• **Required action**: Copy exactly, please, the lines of the data from its start through the line containing "a workflow run.".
┌─ Supplied material
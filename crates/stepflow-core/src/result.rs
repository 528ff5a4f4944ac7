// Copyright (c) 2025 Stepflow Team
// SPDX-License-Identifier: MIT OR Apache-2.0

//! Result records produced by workflow runs.

use chrono::{DateTime, Utc};
use serde::{Deserialize, Serialize};
use std::collections::HashMap;
use std::time::Duration;

/// Final status of a workflow run.
#[derive(Debug, Clone, Copy, PartialEq, Eq, Serialize, Deserialize)]
#[serde(rename_all = "lowercase")]
pub enum RunStatus {
    Success,
    Failed,
    Partial,
    Timeout,
    Cancelled,
}

/// Execution status of a single step.
#[derive(Debug, Clone, Copy, PartialEq, Eq, Serialize, Deserialize)]
#[serde(rename_all = "lowercase")]
pub enum StepStatus {
    Pending,
    Running,
    Success,
    Failed,
    Skipped,
}

pub(crate) fn serialize_duration<S>(
    duration: &Duration,
    serializer: S,
) -> std::result::Result<S::Ok, S::Error>
where
    S: serde::Serializer,
{
    serializer.serialize_u64(duration.as_millis() as u64)
}

pub(crate) fn deserialize_duration<'de, D>(deserializer: D) -> std::result::Result<Duration, D::Error>
where
    D: serde::Deserializer<'de>,
{
    let millis = u64::deserialize(deserializer)?;
    Ok(Duration::from_millis(millis))
}

/// Result of a single step execution.
#[derive(Debug, Clone, Serialize, Deserialize)]
pub struct StepResult {
    /// Step id.
    pub step_id: String,
    /// Final status.
    pub status: StepStatus,
    /// Wall time spent on the step, in milliseconds on the wire.
    #[serde(
        serialize_with = "serialize_duration",
        deserialize_with = "deserialize_duration"
    )]
    pub duration: Duration,
    /// Attempts made (1 for a first-try success, 0 for a skipped step).
    pub attempts: u32,
    /// Step output record on success.
    #[serde(default, skip_serializing_if = "Option::is_none")]
    pub output: Option<serde_json::Value>,
    /// Failure or skip reason.
    #[serde(default, skip_serializing_if = "Option::is_none")]
    pub error: Option<String>,
}

impl StepResult {
    /// A skipped step with the given reason.
    pub fn skipped(step_id: &str, reason: impl Into<String>) -> Self {
        Self {
            step_id: step_id.to_string(),
            status: StepStatus::Skipped,
            duration: Duration::ZERO,
            attempts: 0,
            output: None,
            error: Some(reason.into()),
        }
    }
}

/// Aggregate counters for a run.
#[derive(Debug, Clone, Default, Serialize, Deserialize)]
pub struct RunMetadata {
    /// Total steps in the workflow.
    pub total_steps: usize,
    /// Steps that completed successfully.
    pub successful_steps: usize,
    /// Steps that failed.
    pub failed_steps: usize,
    /// Steps skipped by conditions or failure strategy.
    pub skipped_steps: usize,
    /// Number of phases in the execution plan.
    pub phases: usize,
}

/// Result of a whole workflow run.
#[derive(Debug, Clone, Serialize, Deserialize)]
pub struct WorkflowResult {
    /// Workflow name.
    pub workflow_name: String,
    /// Execution id of the run.
    pub execution_id: String,
    /// Final status.
    pub status: RunStatus,
    /// Per-step results.
    pub step_results: HashMap<String, StepResult>,
    /// Workflow output projections computed at the end of the run.
    #[serde(default, skip_serializing_if = "HashMap::is_empty")]
    pub outputs: HashMap<String, serde_json::Value>,
    /// Total wall time, in milliseconds on the wire.
    #[serde(
        serialize_with = "serialize_duration",
        deserialize_with = "deserialize_duration"
    )]
    pub duration: Duration,
    /// Run start time.
    pub started_at: DateTime<Utc>,
    /// Run completion time.
    pub completed_at: DateTime<Utc>,
    /// Aggregate counters.
    pub metadata: RunMetadata,
    /// First fatal cause, when the run did not succeed.
    #[serde(default, skip_serializing_if = "Option::is_none")]
    pub error: Option<String>,
}

impl WorkflowResult {
    /// Whether the run reached a terminal success (full or partial).
    pub fn succeeded(&self) -> bool {
        matches!(self.status, RunStatus::Success | RunStatus::Partial)
    }
}
impl ExecutionEngine {
    /// Creates an engine with the in-memory reference queue.
    pub fn new(config: EngineConfig) -> Self {
        Self::with_queue(config, None)
    }

    /// Creates an engine over a caller-supplied queue implementation.
    pub fn with_queue(config: EngineConfig, queue: Option<Arc<dyn JobQueue>>) -> Self {
        let queue: Arc<dyn JobQueue> =
            queue.unwrap_or_else(|| Arc::new(InMemoryJobQueue::new(config.queue.clone())));
        let registry = Arc::new(AdapterRegistry::new());
        let events = Arc::new(EventBus::new());
        let hooks = Arc::new(HookManager::new().with_fail_on_hook_error(config.fail_on_hook_error));
        let steps = Arc::new(StepExecutor::new(
            registry.clone(),
            events.clone(),
            hooks.clone(),
            config.default_step_timeout,
            config.default_retry.as_ref().map(RetryPolicy::from),
        ));
        let executor = Arc::new(WorkflowExecutor::new(
            steps,
            events.clone(),
            hooks.clone(),
            config.max_concurrent_steps,
        ));
        let scheduler = Arc::new(Scheduler::new(queue.clone(), events.clone()));
        let workflows = Arc::new(DashMap::new());
        let executions = Arc::new(DashMap::new());
        let run_tokens = Arc::new(DashMap::new());
        let runner = JobRunner {
            queue: queue.clone(),
            workflows: workflows.clone(),
            executions: executions.clone(),
            run_tokens: run_tokens.clone(),
            executor: executor.clone(),
            events: events.clone(),
        };
        Self {
            config,
            registry,
            queue,
            events,
            hooks,
            scheduler,
            executor,
            workflows,
            executions,
            run_tokens,
            runner,
            pool: Mutex::new(None),
        }
    }

    /// Registers an adapter.
    pub fn register_adapter(&self, adapter: Arc<dyn Adapter>) -> Result<()> {
        self.registry.register(adapter)
    }

    /// Registers a lifecycle hook.
    pub fn register_hook(&self, hook: Arc<dyn Hook>) {
        self.hooks.register(hook);
    }

    /// The engine's event bus.
    pub fn event_bus(&self) -> Arc<EventBus> {
        self.events.clone()
    }

    /// The engine's scheduler.
    pub fn scheduler(&self) -> Arc<Scheduler> {
        self.scheduler.clone()
    }

    /// Parses, validates and registers a workflow document source.
    ///
    /// Also registers schedules for the document's triggers.
    pub fn register_workflow_source(&self, source: &str) -> Result<Arc<ParsedWorkflow>> {
        let doc = validate::parse_document(source)?;
        let workflow = Arc::new(ParsedWorkflow::parse(&doc)?);
        self.register_workflow(workflow.clone())?;
        Ok(workflow)
    }

    /// Registers an already parsed workflow and its triggers.
    pub fn register_workflow(&self, workflow: Arc<ParsedWorkflow>) -> Result<()> {
        let workflow_id = format!("{}@{}", workflow.name, workflow.version);
        self.scheduler.register_workflow_triggers(&workflow)?;
        self.workflows.insert(workflow.name.clone(), workflow.clone());
        self.workflows.insert(workflow_id, workflow);
        Ok(())
    }

    fn lookup_workflow(&self, id: &str) -> Option<Arc<ParsedWorkflow>> {
        self.workflows.get(id).map(|entry| entry.value().clone())
    }

    /// Whether the worker pool is running.
    pub fn is_running(&self) -> bool {
        self.pool.lock().is_some()
    }

    /// Starts workers, scheduler loop and adapter `initialize` hooks.
    /// Idempotent.
    pub async fn start(&self) -> Result<()> {
        if self.is_running() {
            return Ok(());
        }
        self.registry.initialize_all().await?;

        let intake = CancellationToken::new();
        let mut handles = Vec::with_capacity(self.config.worker_count + 1);
        for worker in 0..self.config.worker_count {
            let runner = self.runner.clone();
            let token = intake.clone();
            handles.push(tokio::spawn(runner.worker_loop(worker, token)));
        }
        handles.push(tokio::spawn(
            self.scheduler.clone().run(intake.clone()),
        ));
        *self.pool.lock() = Some(WorkerPool { intake, handles });

        info!(workers = self.config.worker_count, "Engine started");
        let _ = self
            .events
            .emit(EngineEvent::new(names::ENGINE_STARTED, serde_json::json!({})))
            .await;
        Ok(())
    }

    /// Stops intake, drains running jobs up to the grace period, cancels
    /// stragglers and runs adapter `cleanup` hooks. Idempotent.
    pub async fn stop(&self) -> Result<()> {
        let Some(pool) = self.pool.lock().take() else {
            return Ok(());
        };
        info!("Engine stopping, draining workers");
        pool.intake.cancel();

        let drain = async {
            for handle in pool.handles {
                let _ = handle.await;
            }
        };
        if tokio::time::timeout(self.config.drain_grace, drain)
            .await
            .is_err()
        {
            warn!("Drain grace elapsed, cancelling running executions");
            for entry in self.run_tokens.iter() {
                entry.value().cancel();
            }
        }

        self.registry.cleanup_all().await?;
        let _ = self
            .events
            .emit(EngineEvent::new(names::ENGINE_STOPPED, serde_json::json!({})))
            .await;
        info!("Engine stopped");
        Ok(())
    }

    /// Enqueues a workflow execution; returns the execution id.
    pub async fn execute_workflow(
        &self,
        workflow: Arc<ParsedWorkflow>,
        inputs: HashMap<String, serde_json::Value>,
    ) -> Result<String> {
        let workflow_id = format!("{}@{}", workflow.name, workflow.version);
        if self.lookup_workflow(&workflow_id).is_none() {
            self.register_workflow(workflow.clone())?;
        }

        let execution_id = Uuid::new_v4().to_string();
        let job = Job::workflow(
            workflow_id.clone(),
            serde_json::json!({
                "input": inputs,
                "executionId": execution_id,
                "triggeredBy": "api",
            }),
        );
        let job_id = self.queue.enqueue(job).await?;
        self.executions.insert(
            execution_id.clone(),
            ExecutionRecord {
                execution_id: execution_id.clone(),
                workflow_id,
                state: ExecutionState::Queued,
                job_id: Some(job_id.clone()),
                result: None,
            },
        );
        let _ = self
            .events
            .emit(
                EngineEvent::new(names::JOB_ENQUEUED, serde_json::json!({ "jobId": job_id }))
                    .for_run(execution_id.as_str()),
            )
            .await;
        Ok(execution_id)
    }

    /// Runs a workflow immediately, bypassing the queue.
    pub async fn execute_workflow_immediate(
        &self,
        workflow: &ParsedWorkflow,
        options: RunOptions,
    ) -> WorkflowResult {
        let execution_id = options
            .execution_id
            .clone()
            .unwrap_or_else(|| Uuid::new_v4().to_string());
        let cancel = options.cancel.clone().unwrap_or_default();
        self.run_tokens.insert(execution_id.clone(), cancel.clone());
        self.executions.insert(
            execution_id.clone(),
            ExecutionRecord {
                execution_id: execution_id.clone(),
                workflow_id: format!("{}@{}", workflow.name, workflow.version),
                state: ExecutionState::Running,
                job_id: None,
                result: None,
            },
        );

        let result = self
            .executor
            .execute(
                workflow,
                RunOptions {
                    execution_id: Some(execution_id.clone()),
                    cancel: Some(cancel),
                    ..options
                },
            )
            .await;

        self.run_tokens.remove(&execution_id);
        if let Some(mut record) = self.executions.get_mut(&execution_id) {
            record.state = if result.succeeded() {
                ExecutionState::Completed
            } else {
                ExecutionState::Failed
            };
            record.result = Some(result.clone());
        }
        result
    }

    /// Validates and plans a run without executing anything.
    ///
    /// Every step is reported as skipped; the planner also resolves which
    /// adapter each step would use.
    pub fn dry_run(&self, workflow: &ParsedWorkflow) -> WorkflowResult {
        let now = Utc::now();
        let mut step_results = HashMap::new();
        let mut adapters: HashMap<String, String> = HashMap::new();
        for step in &workflow.steps {
            step_results.insert(
                step.id.clone(),
                StepResult::skipped(&step.id, "dry run"),
            );
            let adapter = self
                .registry
                .resolve(&step.action)
                .map(|a| a.name().to_string())
                .unwrap_or_else(|_| format!("<unresolved: {}>", step.namespace));
            adapters.insert(step.id.clone(), adapter);
        }
        let total = workflow.steps.len();
        WorkflowResult {
            workflow_name: workflow.name.clone(),
            execution_id: Uuid::new_v4().to_string(),
            status: RunStatus::Success,
            step_results,
            outputs: HashMap::from([(
                "plan".to_string(),
                serde_json::json!({
                    "phases": workflow.phases(),
                    "adapters": adapters,
                }),
            )]),
            duration: Duration::ZERO,
            started_at: now,
            completed_at: now,
            metadata: RunMetadata {
                total_steps: total,
                successful_steps: 0,
                failed_steps: 0,
                skipped_steps: total,
                phases: workflow.phases().len(),
            },
            error: None,
        }
    }

    /// Status of a tracked execution.
    pub fn get_execution_status(&self, execution_id: &str) -> Option<ExecutionRecord> {
        self.executions
            .get(execution_id)
            .map(|entry| entry.value().clone())
    }

    /// All tracked executions.
    pub fn list_executions(&self) -> Vec<ExecutionRecord> {
        self.executions
            .iter()
            .map(|entry| entry.value().clone())
            .collect()
    }

    /// Aggregate statistics.
    pub async fn stats(&self) -> EngineStats {
        let mut executions: HashMap<String, usize> = HashMap::new();
        for entry in self.executions.iter() {
            let key = serde_json::to_value(entry.value().state)
                .ok()
                .and_then(|v| v.as_str().map(str::to_owned))
                .unwrap_or_else(|| format!("{:?}", entry.value().state));
            *executions.entry(key).or_insert(0) += 1;
        }
        EngineStats {
            running: self.is_running(),
            workflows: self.workflows.len(),
            schedules: self.scheduler.list().len(),
            executions,
            queue: self.queue.stats().await,
        }
    }
}
// Copyright (c) 2025 Stepflow Team
// SPDX-License-Identifier: MIT OR Apache-2.0

//! Core workflow automation engine.
//!
//! A workflow is a YAML/JSON document describing a DAG of steps, each step
//! invoking a named adapter action. This crate provides the execution
//! substrate: document model and validation (including the reserved-field
//! security guard), the step parser and dependency planner, retry/timeout/
//! failure policies, the step and workflow executors, the job queue and
//! scheduler, the top-level engine, and the lifecycle event/hook pipeline.
//!
//! ```no_run
//! use std::sync::Arc;
//! use stepflow_core::engine::{EngineConfig, ExecutionEngine};
//! use stepflow_core::executor::RunOptions;
//!
//! # async fn demo() -> stepflow_core::error::Result<()> {
//! let engine = Arc::new(ExecutionEngine::new(EngineConfig::default()));
//! let workflow = engine.register_workflow_source(
//!     r#"
//! version: "1.0"
//! kind: workflow
//! metadata: { name: hello }
//! workflow:
//!   steps:
//!     - id: greet
//!       uses: echo.say
//!       with: { message: "hi" }
//! "#,
//! )?;
//! let result = engine
//!     .execute_workflow_immediate(&workflow, RunOptions::default())
//!     .await;
//! println!("{:?}", result.status);
//! # Ok(())
//! # }
//! ```

pub mod adapter;
pub mod cancel;
pub mod context;
pub mod cron;
pub mod dag;
pub mod document;
pub mod engine;
pub mod error;
pub mod events;
pub mod executor;
pub mod hooks;
pub mod parser;
pub mod policy;
pub mod queue;
pub mod registry;
pub mod resolve;
pub mod result;
pub mod scheduler;
pub mod security;
pub mod step_executor;
pub mod typo;
pub mod validate;

pub use adapter::{Adapter, AdapterContext, AdapterResult};
pub use cancel::CancellationToken;
pub use document::WorkflowDocument;
pub use engine::{EngineConfig, ExecutionEngine};
pub use error::{Diagnostic, EngineError, ErrorCode, Result};
pub use events::{EngineEvent, EventBus};
pub use executor::{RunOptions, WorkflowExecutor};
pub use hooks::{Hook, HookManager};
pub use parser::{ParsedStep, ParsedWorkflow};
pub use queue::{InMemoryJobQueue, Job, JobQueue};
pub use registry::AdapterRegistry;
pub use result::{RunStatus, StepResult, StepStatus, WorkflowResult};
pub use scheduler::{Schedule, Scheduler};
pub use validate::parse_document;
// Copyright (c) 2025 Stepflow Team
// SPDX-License-Identifier: MIT OR Apache-2.0

//! Schema validation for workflow documents.
//!
//! Validation runs in a fixed order: the security scan over the raw tree,
//! then structural checks (unknown fields with typo suggestions, missing
//! required fields, wrong types), then enum and range checks, then the step
//! graph checks (unique ids, resolvable `needs`, acyclicity, no forward
//! output references). Structural and semantic passes accumulate as many
//! diagnostics as they can instead of stopping at the first.

use crate::cron::CronExpression;
use crate::dag;
use crate::document::{StepSpec, TriggerType, WorkflowDocument};
use crate::error::{Diagnostic, EngineError, ErrorCode, Result};
use crate::policy::timeout::parse_duration;
use crate::resolve::template_refs;
use crate::security;
use crate::typo::suggestion_hint;
use serde_yaml::Value;
use std::collections::{HashMap, HashSet};

const ROOT_KEYS: &[&str] = &[
    "version", "kind", "metadata", "annotations", "inputs", "context", "secrets",
    "triggers", "defaults", "policies", "outputs", "workflow",
];
const METADATA_KEYS: &[&str] = &["name", "description", "tags", "owner"];
const SECRETS_KEYS: &[&str] = &["provider", "keys"];
const TRIGGER_KEYS: &[&str] = &[
    "type", "cron", "intervalMs", "timezone", "startDate", "endDate",
    "maxExecutions", "source", "filters", "endpoint", "skipIfRunning", "input",
];
const DEFAULTS_KEYS: &[&str] = &["retry", "timeout", "adapter"];
const POLICIES_KEYS: &[&str] = &["failure", "concurrency", "sandbox"];
const FAILURE_KEYS: &[&str] = &["type", "allowPartialSuccess", "maxFailures", "criticalSteps"];
const RETRY_KEYS: &[&str] = &["max", "backoff", "delay"];
const STEP_KEYS: &[&str] = &[
    "id", "uses", "name", "with", "needs", "when", "retry", "timeout",
    "continueOnError", "env", "outputs",
];
const WORKFLOW_KEYS: &[&str] = &["steps"];

const KIND_VALUES: &[&str] = &["workflow", "pipeline", "job", "playbook", "automation"];
const TRIGGER_TYPE_VALUES: &[&str] = &["manual", "cron", "interval", "once", "event", "webhook"];
const BACKOFF_VALUES: &[&str] = &["fixed", "linear", "exponential"];
const FAILURE_TYPE_VALUES: &[&str] = &["abort", "continue", "skipDependent"];

/// Prefixes a `when` expression reference is allowed to use.
pub const CONDITION_REF_PREFIXES: &[&str] =
    &["inputs.", "secrets.", "steps.", "context.", "env."];

/// Regular expression a step id must match: `[A-Za-z][A-Za-z0-9_-]*`.
pub fn is_valid_step_id(id: &str) -> bool {
    let mut chars = id.chars();
    match chars.next() {
        Some(c) if c.is_ascii_alphabetic() => {}
        _ => return false,
    }
    chars.all(|c| c.is_ascii_alphanumeric() || c == '_' || c == '-')
}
└─
• **Task response**:
filename crates/stepflow-core/src/result.rs
repository 528ff5a4f4944ac7
// Copyright (c) 2025 Stepflow Team
// SPDX-License-Identifier: MIT OR Apache-2.0

//! Result records produced by workflow runs.

use chrono::{DateTime, Utc};
use serde::{Deserialize, Serialize};
use std::collections::HashMap;
use std::time::Duration;

/// Final status of a workflow run.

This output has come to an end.